_Exercise instructions_
From the listing below, reproduce word for word the part that opens with the line containing "for one date" and closes with the line containing "day's dot indicator)"; reproduce nothing else.

BEGIN

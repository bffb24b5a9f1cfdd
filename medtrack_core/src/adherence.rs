//! Adherence aggregation for the calendar view.
//!
//! For each date, every medication due that day contributes one scheduled dose
//! per declared time slot, and every "taken" entry recorded for it counts as a
//! taken dose. Recorded slot names are not cross-checked against the
//! medication's declared slots.

use crate::events::{count_taken, DayEvents, EventLog};
use crate::recurrence::is_due;
use crate::Medication;
use chrono::NaiveDate;
use serde::{Deserialize, Serialize};
use std::collections::BTreeMap;
use std::fmt;

/// Scheduled vs. taken doses for a single date
#[derive(Clone, Copy, Debug, Default, PartialEq, Eq, Serialize, Deserialize)]
pub struct DayAdherence {
    pub scheduled: u32,
    pub taken: u32,
    /// Rounded percentage of scheduled doses taken; 0 when nothing is scheduled
    pub percent: u32,
}

impl DayAdherence {
    fn from_counts(scheduled: u32, taken: u32) -> Self {
        let percent = if scheduled > 0 {
            (100.0 * f64::from(taken) / f64::from(scheduled)).round() as u32
        } else {
            0
        };

        Self {
            scheduled,
            taken,
            percent: percent.min(100),
        }
    }

    /// Percentage bucket (0, 10, ..., 100) for gradient indicators
    pub fn gradient_class(&self) -> u32 {
        (self.percent / 10) * 10
    }

    pub fn tier(&self) -> AdherenceTier {
        adherence_tier(self.percent, self.scheduled)
    }
}

impl fmt::Display for DayAdherence {
    fn fmt(&self, f: &mut fmt::Formatter<'_>) -> fmt::Result {
        write!(
            f,
            "{}% taken ({}/{})",
            self.percent, self.taken, self.scheduled
        )
    }
}

/// Compute scheduled/taken counts for `date`
///
/// `events_for_date` is whatever the log holds for that date; `None` is
/// treated as an empty day.
pub fn day_adherence(
    medications: &[Medication],
    events_for_date: Option<&DayEvents>,
    date: NaiveDate,
) -> DayAdherence {
    let (scheduled, taken) = medications
        .iter()
        .filter(|m| is_due(m, date))
        .fold((0u32, 0u32), |(scheduled, taken), m| {
            (
                scheduled + m.times.len() as u32,
                taken + count_taken(events_for_date, m.id),
            )
        });

    // Taken entries are not matched to declared slots, so they can exceed
    // the scheduled count; the percentage is capped at 100.
    DayAdherence::from_counts(scheduled, taken)
}

// ============================================================================
// Tiers
// ============================================================================

/// Coarse adherence bucket used to colour calendar days
#[derive(Clone, Copy, Debug, PartialEq, Eq, PartialOrd, Ord, Serialize, Deserialize)]
#[serde(rename_all = "snake_case")]
pub enum AdherenceTier {
    /// Nothing scheduled
    None,
    Low,
    Medium,
    High,
}

impl fmt::Display for AdherenceTier {
    fn fmt(&self, f: &mut fmt::Formatter<'_>) -> fmt::Result {
        match self {
            AdherenceTier::None => f.pad("none"),
            AdherenceTier::Low => f.pad("low"),
            AdherenceTier::Medium => f.pad("medium"),
            AdherenceTier::High => f.pad("high"),
        }
    }
}

/// Percentage cut-offs for the Medium and High tiers
#[derive(Clone, Copy, Debug, PartialEq, Eq, Serialize, Deserialize)]
pub struct AdherenceThresholds {
    pub high: u32,
    pub medium: u32,
}

impl Default for AdherenceThresholds {
    fn default() -> Self {
        Self {
            high: 90,
            medium: 50,
        }
    }
}

impl AdherenceThresholds {
    pub fn classify(&self, percent: u32, scheduled: u32) -> AdherenceTier {
        if scheduled == 0 {
            AdherenceTier::None
        } else if percent >= self.high {
            AdherenceTier::High
        } else if percent >= self.medium {
            AdherenceTier::Medium
        } else {
            AdherenceTier::Low
        }
    }
}

/// Tier for a day using the default thresholds (High ≥ 90, Medium ≥ 50)
pub fn adherence_tier(percent: u32, scheduled: u32) -> AdherenceTier {
    AdherenceThresholds::default().classify(percent, scheduled)
}

// ============================================================================
// Calendar Markings
// ============================================================================

/// Everything the calendar renderer needs for one date
#[derive(Clone, Copy, Debug, PartialEq, Eq, Serialize, Deserialize)]
pub struct CalendarMark {
    pub tier: AdherenceTier,
    pub percent: u32,
    pub taken: u32,
    pub scheduled: u32,
    pub is_selected: bool,
}

impl CalendarMark {
    fn new(adherence: DayAdherence, tier: AdherenceTier, is_selected: bool) -> Self {
        Self {
            tier,
            percent: adherence.percent,
            taken: adherence.taken,
            scheduled: adherence.scheduled,
            is_selected,
        }
    }

    /// Whether any dose was scheduled (drives the day's dot indicator)
    pub fn marked(&self) -> bool {
        self.scheduled > 0
    }

    pub fn adherence(&self) -> DayAdherence {
        DayAdherence {
            scheduled: self.scheduled,
            taken: self.taken,
            percent: self.percent,
        }
    }
}

/// Markings for every date in the log, plus the selected date
pub fn calendar_markings(
    medications: &[Medication],
    event_log: &EventLog,
    selected: NaiveDate,
) -> BTreeMap<NaiveDate, CalendarMark> {
    calendar_markings_with(
        medications,
        event_log,
        selected,
        &AdherenceThresholds::default(),
    )
}

/// [`calendar_markings`] with caller-supplied tier thresholds
pub fn calendar_markings_with(
    medications: &[Medication],
    event_log: &EventLog,
    selected: NaiveDate,
    thresholds: &AdherenceThresholds,
) -> BTreeMap<NaiveDate, CalendarMark> {
    let mut markings: BTreeMap<NaiveDate, CalendarMark> = event_log
        .iter()
        .map(|(&date, day)| {
            let adherence = day_adherence(medications, Some(day), date);
            let tier = thresholds.classify(adherence.percent, adherence.scheduled);
            (date, CalendarMark::new(adherence, tier, date == selected))
        })
        .collect();

    markings.entry(selected).or_insert_with(|| {
        CalendarMark::new(DayAdherence::default(), AdherenceTier::None, true)
    });

    tracing::debug!(
        "Computed {} calendar markings (selected {})",
        markings.len(),
        selected
    );

    markings
}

END

_The answer_
/// Everything the calendar renderer needs for one date
#[derive(Clone, Copy, Debug, PartialEq, Eq, Serialize, Deserialize)]
pub struct CalendarMark {
    pub tier: AdherenceTier,
    pub percent: u32,
    pub taken: u32,
    pub scheduled: u32,
    pub is_selected: bool,
}

impl CalendarMark {
    fn new(adherence: DayAdherence, tier: AdherenceTier, is_selected: bool) -> Self {
        Self {
            tier,
            percent: adherence.percent,
            taken: adherence.taken,
            scheduled: adherence.scheduled,
            is_selected,
        }
    }

    /// Whether any dose was scheduled (drives the day's dot indicator)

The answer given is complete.